Yesterday I got a new Seagate IronWolf 8Tb HDD and migrated all my data on that hard drive. Because the odroid only has one sata port I copied the data with rsync on another computer (node was offline during that time. When I tried to restart my node on the odroid it wouldn’t boot and after a little bit of research I ended up re-flashing the SD card and reinstalled docker. Now my node is running but I get very few successful uploads (less than 5% looking at the logs) when I used to have a 70% success rate before the migration.
So my question is, could that be linked to the fact that my node has been offline for roughly 12h or is it an indication that something is up ? I also checked the logs and I didn’t get any errors.
Sorry about the long post but I tried to be as specific as possible.

Cheers,
Gab

nerdatwork · July 4, 2020, 1:04pm

Upload canceled messages are normal.

Then you are fine.

Don’t be sorry for that.

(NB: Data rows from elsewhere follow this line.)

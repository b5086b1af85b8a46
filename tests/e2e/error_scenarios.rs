//! E2E Error Scenario Tests
//!
//! Rejected uploads must not touch storage or the database. Backend failures
//! surface as 500s; a record is only written after the object is stored.

use super::common::{FailingRepository, TestEnv, OBJECT_PATH};
use serde_json::Value;
use std::sync::Arc;
use wiremock::matchers::{method, path_regex};
use wiremock::{Mock, ResponseTemplate};

/// Fail the test if the fake S3 sees any PutObject
async fn forbid_puts(env: &TestEnv) {
    Mock::given(method("PUT"))
        .and(path_regex(OBJECT_PATH))
        .respond_with(ResponseTemplate::new(200))
        .expect(0)
        .mount(&env.s3)
        .await;
}

async fn error_message(response: reqwest::Response) -> String {
    let body: Value = response.json().await.expect("error body is JSON");
    body["error"]
        .as_str()
        .expect("error field is a string")
        .to_string()
}

#[tokio::test]
async fn test_missing_file_part() {
    let env = TestEnv::new().await;
    forbid_puts(&env).await;

    let form = reqwest::multipart::Form::new().text("name", "No File");
    let response = env
        .client
        .post(format!("{}/upload", env.base_url()))
        .multipart(form)
        .send()
        .await
        .expect("Request failed");

    assert_eq!(response.status(), 400);
    assert_eq!(error_message(response).await, "No file uploaded");
    assert!(env.list_songs().await.is_empty());
}

#[tokio::test]
async fn test_disallowed_extension() {
    let env = TestEnv::new().await;
    forbid_puts(&env).await;

    let response = env
        .upload("installer.exe", Some("application/octet-stream"), b"MZ\x90\x00", None)
        .await;

    assert_eq!(response.status(), 400);
    assert_eq!(
        error_message(response).await,
        "File type not allowed. Allowed types: mp3, ogg, wav"
    );
    assert!(env.list_songs().await.is_empty());
}

#[tokio::test]
async fn test_file_without_extension() {
    let env = TestEnv::new().await;
    forbid_puts(&env).await;

    let response = env.upload("README", None, b"hello", None).await;

    assert_eq!(response.status(), 400);
    assert!(error_message(response).await.starts_with("File type not allowed"));
}

#[tokio::test]
async fn test_non_audio_content_type() {
    let env = TestEnv::new().await;
    forbid_puts(&env).await;

    let response = env
        .upload("notes.mp3", Some("text/plain"), b"not really audio", None)
        .await;

    assert_eq!(response.status(), 400);
    assert_eq!(error_message(response).await, "Invalid file type: text/plain");
}

#[tokio::test]
async fn test_file_over_size_limit() {
    let env = TestEnv::with(
        |config| config.upload.max_file_size = 1024,
        Arc::new(song_uploadr::songs::InMemorySongRepository::new()),
    )
    .await;
    forbid_puts(&env).await;

    let response = env
        .upload("long.wav", Some("audio/wav"), &vec![0u8; 4096], None)
        .await;

    assert_eq!(response.status(), 413);
    assert!(error_message(response).await.contains("1024"));
    assert!(env.list_songs().await.is_empty());
}

#[tokio::test]
async fn test_large_body_over_size_limit_still_gets_413() {
    let env = TestEnv::with(
        |config| config.upload.max_file_size = 1024,
        Arc::new(song_uploadr::songs::InMemorySongRepository::new()),
    )
    .await;
    forbid_puts(&env).await;

    let response = env
        .upload("long.wav", Some("audio/wav"), &vec![0u8; 512 * 1024], Some("Long"))
        .await;

    assert_eq!(response.status(), 413);
    assert!(error_message(response).await.contains("1024"));
    assert!(env.list_songs().await.is_empty());
}

#[tokio::test]
async fn test_name_over_length_limit() {
    let env = TestEnv::new().await;
    forbid_puts(&env).await;

    let name = "n".repeat(song_uploadr::server::form::MAX_NAME_BYTES + 1);
    let response = env
        .upload("song.mp3", Some("audio/mpeg"), &TestEnv::mp3_payload(), Some(&name))
        .await;

    assert_eq!(response.status(), 400);
    assert_eq!(error_message(response).await, "Name too long: limit is 1024 bytes");
    assert!(env.list_songs().await.is_empty());
}

#[tokio::test]
async fn test_non_multipart_body() {
    let env = TestEnv::new().await;
    forbid_puts(&env).await;

    let response = env
        .client
        .post(format!("{}/upload", env.base_url()))
        .header("Content-Type", "application/json")
        .body(r#"{"file":"song.mp3"}"#)
        .send()
        .await
        .expect("Request failed");

    assert_eq!(response.status(), 400);
    assert!(error_message(response).await.contains("multipart/form-data"));
}

#[tokio::test]
async fn test_storage_failure_writes_no_record() {
    let env = TestEnv::new().await;
    env.mock_put_denied().await;

    let response = env
        .upload("song.mp3", Some("audio/mpeg"), &TestEnv::mp3_payload(), None)
        .await;

    assert_eq!(response.status(), 500);
    let message = error_message(response).await;
    assert!(message.starts_with("Failed to store file"), "got: {}", message);

    assert!(env.list_songs().await.is_empty());
    // No retry after the provider refused
    assert_eq!(env.put_requests().await.len(), 1);
}

#[tokio::test]
async fn test_persistence_failure_after_store() {
    let env = TestEnv::with(|_| {}, Arc::new(FailingRepository)).await;
    env.mock_put_success().await;

    let response = env
        .upload("song.mp3", Some("audio/mpeg"), &TestEnv::mp3_payload(), None)
        .await;

    assert_eq!(response.status(), 500);
    let message = error_message(response).await;
    assert!(message.contains("write concern timeout"), "got: {}", message);

    // The object stays in the bucket with nothing pointing at it
    assert_eq!(env.put_requests().await.len(), 1);
}

#[tokio::test]
async fn test_listing_failure() {
    let env = TestEnv::with(|_| {}, Arc::new(FailingRepository)).await;

    let response = env
        .client
        .get(format!("{}/songs", env.base_url()))
        .send()
        .await
        .expect("Request failed");

    assert_eq!(response.status(), 500);
    assert!(error_message(response)
        .await
        .contains("server selection timeout"));
}

#[tokio::test]
async fn test_unknown_path() {
    let env = TestEnv::new().await;

    let response = env
        .client
        .get(format!("{}/albums", env.base_url()))
        .send()
        .await
        .expect("Request failed");

    assert_eq!(response.status(), 404);
    assert_eq!(error_message(response).await, "Not found");
}

#[tokio::test]
async fn test_wrong_method_on_upload() {
    let env = TestEnv::new().await;

    let response = env
        .client
        .get(format!("{}/upload", env.base_url()))
        .send()
        .await
        .expect("Request failed");

    assert_eq!(response.status(), 405);
    assert_eq!(response.headers()["allow"], "POST, OPTIONS");
}

#[tokio::test]
async fn test_delete_songs_not_allowed() {
    let env = TestEnv::new().await;

    let response = env
        .client
        .delete(format!("{}/songs", env.base_url()))
        .send()
        .await
        .expect("Request failed");

    assert_eq!(response.status(), 405);
}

Most of us here prefer

TheMightyGreek · July 4, 2020, 4:36pm

Nice, however is there an explanation for that drop in accepted uploads ? I mean if I understand the storj system correctly that means I “lose the race” way more often than before switching hard drives. The network configuration is exactly the same and I used to run an old and crusty 1Tb HDD I got with the computer for 50 bucks so the seagate one should be way better.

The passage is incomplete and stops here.